The Wellbeing, Health, Retirement and the Lifecourse project
20 June 2017
“Inequalities throughout the lifecourse impact health, wellbeing and income in later life” says Pensions Policy Institute
The Pensions Policy Institute (PPI) is today publishing the final report of the WHERL project. WHERL is an interdisciplinary consortium on Wellbeing, Health, Retirement and the Lifecourse which has brought together academics from King’s College London, University College London, The University of Manchester and the University of Toronto, as well as stakeholders from DWP and Age UK.

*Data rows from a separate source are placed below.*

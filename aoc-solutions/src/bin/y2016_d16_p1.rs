aoc_solver::script_main!(aoc_solutions::my_solutions::year_2016::day_16::Solver, 1);
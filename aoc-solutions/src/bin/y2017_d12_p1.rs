aoc_solver::script_main!(aoc_solutions::my_solutions::year_2017::day_12::Solver, 1);
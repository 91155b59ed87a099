aoc_solver::script_main!(aoc_solutions::my_solutions::year_2024::day_19::Solver, 1);
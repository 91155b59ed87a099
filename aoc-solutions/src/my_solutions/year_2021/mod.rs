pub mod day_01;
pub mod day_06;
pub mod day_07;
pub mod day_12;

For the last three years, the WHERL project has been investigating a crucial question for ageing societies: how inequalities across the lifecourse relate to paid work in later life in the UK. This issue is of growing importance since the UK, in common with many other governments across the world, is implementing policies to encourage longer working lives. These policies include increases to the State Pension Age (set to rise to age 67 by 2028), removal of default retirement ages, and the Government’s ‘Fuller Working Lives’ and ‘Age Positive’ initiatives. These policy reforms affect millions of people, yet their implications for health, wellbeing and financial circumstances are unknown. The WHERL project examined the lifelong drivers affecting the complex relationship between paid work in later life, health, wellbeing and retirement income, in order to answer this question. This report brings together research on a number of cross-cutting factors that can affect the likelihood that individuals will work up to and beyond State Pension Age, as well as the impact this can have on their health, wellbeing and financial circumstances, and draws out the implications for policy and inequalities.
Professor Karen Glaser from the Department of Global Health & Social Medicine and the Centre for Global Ageing, King’s College London who led the research, said, “Findings from this interdisciplinary consortium involving four universities and partnerships with leading stakeholder organisations suggests that policies that seek to address inequalities throughout the lifecourse may be more effective in encouraging and enabling more individuals to work beyond State Pension Age than those focusing on the retirement transition.”